◆ Task requirements: Give the number of lines in this listing that contain "RefCell", with no other words.

┄┄┄┄┄┄┄┄┄┄┄┄┄┄┄┄┄┄┄┄

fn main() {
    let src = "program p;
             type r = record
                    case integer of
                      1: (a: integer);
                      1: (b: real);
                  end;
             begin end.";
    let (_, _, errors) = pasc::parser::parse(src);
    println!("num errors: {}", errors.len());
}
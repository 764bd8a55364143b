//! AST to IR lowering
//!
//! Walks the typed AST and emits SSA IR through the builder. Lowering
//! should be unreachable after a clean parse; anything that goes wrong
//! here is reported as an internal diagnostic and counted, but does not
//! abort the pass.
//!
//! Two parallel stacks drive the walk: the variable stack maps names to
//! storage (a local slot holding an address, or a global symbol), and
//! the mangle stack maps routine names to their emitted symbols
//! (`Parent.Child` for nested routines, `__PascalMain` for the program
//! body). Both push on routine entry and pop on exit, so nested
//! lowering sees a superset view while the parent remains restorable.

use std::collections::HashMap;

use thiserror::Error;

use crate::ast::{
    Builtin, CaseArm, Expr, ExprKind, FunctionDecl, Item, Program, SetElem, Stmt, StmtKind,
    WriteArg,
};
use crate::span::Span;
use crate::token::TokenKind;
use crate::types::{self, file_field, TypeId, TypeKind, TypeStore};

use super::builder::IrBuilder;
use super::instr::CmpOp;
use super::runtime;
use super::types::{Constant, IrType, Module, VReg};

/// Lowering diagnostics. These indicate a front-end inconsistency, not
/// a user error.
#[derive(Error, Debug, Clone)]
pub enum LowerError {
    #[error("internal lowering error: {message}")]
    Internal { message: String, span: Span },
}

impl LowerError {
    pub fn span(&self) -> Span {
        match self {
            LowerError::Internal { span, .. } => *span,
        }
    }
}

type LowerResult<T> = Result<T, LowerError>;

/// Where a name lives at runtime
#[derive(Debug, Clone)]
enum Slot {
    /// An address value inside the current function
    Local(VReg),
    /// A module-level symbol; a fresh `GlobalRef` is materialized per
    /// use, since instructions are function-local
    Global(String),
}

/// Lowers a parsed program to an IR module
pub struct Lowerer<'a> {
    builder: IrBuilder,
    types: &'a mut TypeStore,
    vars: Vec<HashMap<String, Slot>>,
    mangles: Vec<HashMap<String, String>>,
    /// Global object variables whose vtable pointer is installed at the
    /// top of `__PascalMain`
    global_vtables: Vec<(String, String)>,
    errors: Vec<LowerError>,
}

┄┄┄┄┄┄┄┄┄┄┄┄┄┄┄┄┄┄┄┄

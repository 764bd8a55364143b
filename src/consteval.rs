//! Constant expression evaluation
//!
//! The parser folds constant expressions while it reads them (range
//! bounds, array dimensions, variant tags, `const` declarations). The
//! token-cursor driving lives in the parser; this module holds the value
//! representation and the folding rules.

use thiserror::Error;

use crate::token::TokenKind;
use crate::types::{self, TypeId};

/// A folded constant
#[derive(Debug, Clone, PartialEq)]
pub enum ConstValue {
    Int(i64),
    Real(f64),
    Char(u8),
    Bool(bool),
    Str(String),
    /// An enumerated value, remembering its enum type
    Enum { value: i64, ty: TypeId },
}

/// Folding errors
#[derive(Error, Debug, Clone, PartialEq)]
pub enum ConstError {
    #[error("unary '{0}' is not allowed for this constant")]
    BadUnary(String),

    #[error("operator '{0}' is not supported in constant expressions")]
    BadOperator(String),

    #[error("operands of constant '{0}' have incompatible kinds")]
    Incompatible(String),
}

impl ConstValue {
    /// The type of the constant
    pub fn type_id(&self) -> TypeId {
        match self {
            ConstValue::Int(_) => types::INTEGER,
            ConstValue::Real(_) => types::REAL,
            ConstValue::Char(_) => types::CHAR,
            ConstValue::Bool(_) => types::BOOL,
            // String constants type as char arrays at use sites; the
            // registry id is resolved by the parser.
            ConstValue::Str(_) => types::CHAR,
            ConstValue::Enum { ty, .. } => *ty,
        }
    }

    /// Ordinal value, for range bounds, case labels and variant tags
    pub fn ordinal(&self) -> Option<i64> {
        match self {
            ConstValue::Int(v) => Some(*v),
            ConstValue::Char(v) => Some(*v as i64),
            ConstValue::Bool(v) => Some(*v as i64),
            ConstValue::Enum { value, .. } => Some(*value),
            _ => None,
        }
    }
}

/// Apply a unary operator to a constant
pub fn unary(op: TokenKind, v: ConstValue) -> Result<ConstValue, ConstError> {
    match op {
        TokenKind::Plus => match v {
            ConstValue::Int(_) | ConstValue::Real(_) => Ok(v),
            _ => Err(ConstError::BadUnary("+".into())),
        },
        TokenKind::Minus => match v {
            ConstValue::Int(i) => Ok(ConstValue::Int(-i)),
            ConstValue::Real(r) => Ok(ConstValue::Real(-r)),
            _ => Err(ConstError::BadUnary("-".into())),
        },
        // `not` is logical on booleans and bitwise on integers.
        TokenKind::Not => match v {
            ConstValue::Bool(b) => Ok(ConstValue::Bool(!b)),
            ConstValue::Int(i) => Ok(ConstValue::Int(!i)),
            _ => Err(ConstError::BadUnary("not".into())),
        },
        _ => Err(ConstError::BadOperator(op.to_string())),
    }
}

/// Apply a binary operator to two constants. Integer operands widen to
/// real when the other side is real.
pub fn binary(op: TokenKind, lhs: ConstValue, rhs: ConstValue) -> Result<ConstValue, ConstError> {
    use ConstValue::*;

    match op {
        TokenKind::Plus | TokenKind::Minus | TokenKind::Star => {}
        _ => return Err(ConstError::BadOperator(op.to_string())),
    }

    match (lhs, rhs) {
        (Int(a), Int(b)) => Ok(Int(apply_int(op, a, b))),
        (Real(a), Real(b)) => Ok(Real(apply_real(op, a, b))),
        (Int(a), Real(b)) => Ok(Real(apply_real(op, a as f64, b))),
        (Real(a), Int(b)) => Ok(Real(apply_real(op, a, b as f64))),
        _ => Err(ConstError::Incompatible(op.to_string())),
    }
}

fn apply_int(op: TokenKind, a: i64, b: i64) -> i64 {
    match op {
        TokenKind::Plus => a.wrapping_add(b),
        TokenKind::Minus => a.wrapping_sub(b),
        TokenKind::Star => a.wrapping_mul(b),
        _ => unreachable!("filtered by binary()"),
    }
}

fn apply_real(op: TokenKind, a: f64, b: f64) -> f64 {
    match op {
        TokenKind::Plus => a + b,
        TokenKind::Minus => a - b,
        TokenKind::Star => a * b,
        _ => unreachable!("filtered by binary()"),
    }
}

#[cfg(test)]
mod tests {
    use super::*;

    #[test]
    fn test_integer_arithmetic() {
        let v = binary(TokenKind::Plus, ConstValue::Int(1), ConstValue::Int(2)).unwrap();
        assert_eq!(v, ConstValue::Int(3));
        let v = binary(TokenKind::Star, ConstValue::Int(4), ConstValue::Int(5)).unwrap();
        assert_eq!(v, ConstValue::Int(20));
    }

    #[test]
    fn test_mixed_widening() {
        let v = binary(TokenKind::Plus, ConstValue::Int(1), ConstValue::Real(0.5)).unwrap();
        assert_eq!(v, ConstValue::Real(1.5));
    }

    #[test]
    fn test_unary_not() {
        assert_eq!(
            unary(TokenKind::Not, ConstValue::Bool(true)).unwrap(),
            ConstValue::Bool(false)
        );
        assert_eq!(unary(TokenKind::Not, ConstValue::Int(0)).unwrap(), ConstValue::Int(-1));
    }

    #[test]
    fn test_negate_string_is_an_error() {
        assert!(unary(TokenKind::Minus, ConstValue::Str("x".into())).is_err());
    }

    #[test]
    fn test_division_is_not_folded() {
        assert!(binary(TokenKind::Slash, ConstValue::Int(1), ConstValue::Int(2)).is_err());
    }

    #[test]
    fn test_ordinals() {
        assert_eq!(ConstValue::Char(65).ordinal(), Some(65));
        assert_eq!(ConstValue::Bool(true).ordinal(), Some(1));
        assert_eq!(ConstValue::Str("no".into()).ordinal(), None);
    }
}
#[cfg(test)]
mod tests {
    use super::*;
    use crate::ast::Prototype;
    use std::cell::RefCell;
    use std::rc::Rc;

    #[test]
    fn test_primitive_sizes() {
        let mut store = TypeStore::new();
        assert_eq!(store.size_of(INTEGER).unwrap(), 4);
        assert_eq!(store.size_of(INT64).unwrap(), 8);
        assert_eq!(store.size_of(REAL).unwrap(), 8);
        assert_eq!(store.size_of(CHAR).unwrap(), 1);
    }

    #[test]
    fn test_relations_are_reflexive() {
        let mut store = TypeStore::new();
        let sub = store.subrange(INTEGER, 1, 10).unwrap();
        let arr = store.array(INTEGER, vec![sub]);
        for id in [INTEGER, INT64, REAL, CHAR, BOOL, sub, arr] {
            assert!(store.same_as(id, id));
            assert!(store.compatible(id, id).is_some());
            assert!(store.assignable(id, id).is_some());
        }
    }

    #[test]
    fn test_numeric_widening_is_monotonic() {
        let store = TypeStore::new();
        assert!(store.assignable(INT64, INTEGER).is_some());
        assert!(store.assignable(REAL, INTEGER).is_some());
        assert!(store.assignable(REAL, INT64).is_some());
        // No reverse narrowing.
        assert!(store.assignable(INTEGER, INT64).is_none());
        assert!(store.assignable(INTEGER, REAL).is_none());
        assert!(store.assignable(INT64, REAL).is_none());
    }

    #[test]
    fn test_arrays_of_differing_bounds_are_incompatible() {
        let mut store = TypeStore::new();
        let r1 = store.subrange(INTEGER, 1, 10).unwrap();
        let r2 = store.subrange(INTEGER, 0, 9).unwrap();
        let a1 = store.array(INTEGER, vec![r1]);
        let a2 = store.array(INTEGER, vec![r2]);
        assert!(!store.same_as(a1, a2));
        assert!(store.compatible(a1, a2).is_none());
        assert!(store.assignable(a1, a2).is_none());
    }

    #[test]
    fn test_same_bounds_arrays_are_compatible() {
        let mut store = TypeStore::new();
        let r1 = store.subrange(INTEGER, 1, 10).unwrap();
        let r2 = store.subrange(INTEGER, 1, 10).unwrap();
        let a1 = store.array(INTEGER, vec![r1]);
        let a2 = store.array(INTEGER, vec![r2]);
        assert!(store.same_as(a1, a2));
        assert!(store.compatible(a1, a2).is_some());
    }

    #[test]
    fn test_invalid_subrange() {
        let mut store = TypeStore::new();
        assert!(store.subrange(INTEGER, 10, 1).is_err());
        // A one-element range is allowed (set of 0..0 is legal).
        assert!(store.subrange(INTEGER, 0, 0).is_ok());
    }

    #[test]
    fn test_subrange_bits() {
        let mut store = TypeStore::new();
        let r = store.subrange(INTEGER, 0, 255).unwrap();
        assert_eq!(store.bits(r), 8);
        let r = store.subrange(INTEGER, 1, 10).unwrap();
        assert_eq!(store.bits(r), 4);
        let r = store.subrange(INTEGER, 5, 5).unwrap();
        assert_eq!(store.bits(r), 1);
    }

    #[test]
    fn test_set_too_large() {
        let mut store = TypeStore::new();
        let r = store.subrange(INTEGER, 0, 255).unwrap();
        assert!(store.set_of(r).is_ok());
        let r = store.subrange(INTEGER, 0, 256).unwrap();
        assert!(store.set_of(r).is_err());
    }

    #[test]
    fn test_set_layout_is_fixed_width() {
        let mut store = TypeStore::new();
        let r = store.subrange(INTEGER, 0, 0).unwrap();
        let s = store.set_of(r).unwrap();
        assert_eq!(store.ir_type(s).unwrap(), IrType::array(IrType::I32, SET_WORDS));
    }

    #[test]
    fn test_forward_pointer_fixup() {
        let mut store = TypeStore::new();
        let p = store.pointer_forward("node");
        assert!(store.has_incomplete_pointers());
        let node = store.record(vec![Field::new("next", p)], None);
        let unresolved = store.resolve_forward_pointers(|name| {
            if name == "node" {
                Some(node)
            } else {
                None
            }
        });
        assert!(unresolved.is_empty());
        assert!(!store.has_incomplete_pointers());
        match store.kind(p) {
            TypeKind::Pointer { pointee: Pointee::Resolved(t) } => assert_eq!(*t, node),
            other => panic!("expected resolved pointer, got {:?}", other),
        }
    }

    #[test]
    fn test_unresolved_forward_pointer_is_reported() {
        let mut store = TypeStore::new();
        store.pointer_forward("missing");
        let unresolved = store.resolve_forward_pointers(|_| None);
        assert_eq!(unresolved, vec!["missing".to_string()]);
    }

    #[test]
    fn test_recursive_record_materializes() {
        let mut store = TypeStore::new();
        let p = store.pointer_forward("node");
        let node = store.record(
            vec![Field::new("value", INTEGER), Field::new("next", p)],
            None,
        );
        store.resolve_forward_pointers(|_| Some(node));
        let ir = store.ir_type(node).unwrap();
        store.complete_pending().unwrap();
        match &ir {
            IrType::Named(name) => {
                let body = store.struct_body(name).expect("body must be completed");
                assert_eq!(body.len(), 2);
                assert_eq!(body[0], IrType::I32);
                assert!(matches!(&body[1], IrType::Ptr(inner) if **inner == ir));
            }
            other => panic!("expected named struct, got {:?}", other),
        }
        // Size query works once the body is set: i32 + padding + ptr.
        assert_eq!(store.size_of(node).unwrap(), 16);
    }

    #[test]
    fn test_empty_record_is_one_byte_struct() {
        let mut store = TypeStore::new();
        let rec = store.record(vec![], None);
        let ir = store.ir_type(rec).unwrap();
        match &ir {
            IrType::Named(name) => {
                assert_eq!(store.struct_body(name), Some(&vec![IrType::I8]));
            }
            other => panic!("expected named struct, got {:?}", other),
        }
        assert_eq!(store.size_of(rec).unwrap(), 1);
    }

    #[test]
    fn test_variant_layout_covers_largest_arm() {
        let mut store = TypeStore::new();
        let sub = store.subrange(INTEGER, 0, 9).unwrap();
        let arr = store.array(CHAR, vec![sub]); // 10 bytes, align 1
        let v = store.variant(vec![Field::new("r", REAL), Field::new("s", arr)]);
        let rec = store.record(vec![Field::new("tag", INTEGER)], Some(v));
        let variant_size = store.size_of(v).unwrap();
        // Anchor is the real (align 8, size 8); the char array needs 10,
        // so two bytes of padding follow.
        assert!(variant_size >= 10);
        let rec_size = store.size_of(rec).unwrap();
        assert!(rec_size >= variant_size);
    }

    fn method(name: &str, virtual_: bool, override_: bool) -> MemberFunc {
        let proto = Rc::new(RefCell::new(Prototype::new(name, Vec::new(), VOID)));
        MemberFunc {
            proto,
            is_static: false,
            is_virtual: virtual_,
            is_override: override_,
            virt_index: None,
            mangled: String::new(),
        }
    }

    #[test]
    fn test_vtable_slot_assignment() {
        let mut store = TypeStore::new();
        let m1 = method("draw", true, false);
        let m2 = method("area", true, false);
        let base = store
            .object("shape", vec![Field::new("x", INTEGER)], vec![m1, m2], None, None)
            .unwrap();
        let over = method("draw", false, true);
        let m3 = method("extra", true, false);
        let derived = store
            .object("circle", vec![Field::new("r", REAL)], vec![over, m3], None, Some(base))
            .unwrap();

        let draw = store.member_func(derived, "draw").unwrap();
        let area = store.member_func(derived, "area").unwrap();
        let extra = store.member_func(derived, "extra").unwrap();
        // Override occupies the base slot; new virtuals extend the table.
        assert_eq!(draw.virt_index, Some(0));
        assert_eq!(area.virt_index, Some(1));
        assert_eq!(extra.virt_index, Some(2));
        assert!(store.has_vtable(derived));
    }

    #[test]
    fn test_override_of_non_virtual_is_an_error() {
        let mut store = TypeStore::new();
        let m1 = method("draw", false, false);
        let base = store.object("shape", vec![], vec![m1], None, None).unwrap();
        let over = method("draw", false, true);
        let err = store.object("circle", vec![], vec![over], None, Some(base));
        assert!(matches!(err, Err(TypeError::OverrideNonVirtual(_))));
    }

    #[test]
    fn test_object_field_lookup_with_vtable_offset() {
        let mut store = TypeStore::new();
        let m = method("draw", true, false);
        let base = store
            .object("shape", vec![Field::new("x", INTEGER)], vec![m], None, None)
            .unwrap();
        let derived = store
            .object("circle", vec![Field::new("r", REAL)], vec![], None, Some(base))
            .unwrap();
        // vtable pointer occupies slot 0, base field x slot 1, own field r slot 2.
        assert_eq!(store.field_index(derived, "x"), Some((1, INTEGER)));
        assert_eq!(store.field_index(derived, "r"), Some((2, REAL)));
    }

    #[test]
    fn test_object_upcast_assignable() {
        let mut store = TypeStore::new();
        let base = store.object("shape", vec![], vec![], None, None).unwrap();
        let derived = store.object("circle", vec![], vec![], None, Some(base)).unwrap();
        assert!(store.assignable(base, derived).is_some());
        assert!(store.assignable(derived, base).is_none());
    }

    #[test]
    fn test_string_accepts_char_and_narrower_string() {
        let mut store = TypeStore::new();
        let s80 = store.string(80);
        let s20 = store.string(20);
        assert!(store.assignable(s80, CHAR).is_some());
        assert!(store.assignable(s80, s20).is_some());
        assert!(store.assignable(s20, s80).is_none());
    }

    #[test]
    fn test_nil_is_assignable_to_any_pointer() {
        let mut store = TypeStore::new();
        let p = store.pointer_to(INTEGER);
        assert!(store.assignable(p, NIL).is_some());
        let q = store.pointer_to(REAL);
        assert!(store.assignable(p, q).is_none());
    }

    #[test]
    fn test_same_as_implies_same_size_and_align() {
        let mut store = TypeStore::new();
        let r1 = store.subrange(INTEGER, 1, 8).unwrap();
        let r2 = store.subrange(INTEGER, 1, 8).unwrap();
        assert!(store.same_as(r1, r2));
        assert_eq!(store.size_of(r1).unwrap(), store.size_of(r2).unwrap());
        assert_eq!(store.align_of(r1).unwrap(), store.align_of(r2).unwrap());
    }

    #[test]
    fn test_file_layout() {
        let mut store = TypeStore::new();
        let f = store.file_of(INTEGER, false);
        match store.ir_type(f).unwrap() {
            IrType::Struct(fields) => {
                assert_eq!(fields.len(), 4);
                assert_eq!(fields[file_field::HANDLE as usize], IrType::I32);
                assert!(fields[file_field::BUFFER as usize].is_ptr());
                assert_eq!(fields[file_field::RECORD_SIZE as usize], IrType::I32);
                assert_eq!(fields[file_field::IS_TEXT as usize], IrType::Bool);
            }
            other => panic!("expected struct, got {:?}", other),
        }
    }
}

┄┄┄┄┄┄┄┄┄┄┄┄┄┄┄┄┄┄┄┄

◆ Solution below: 2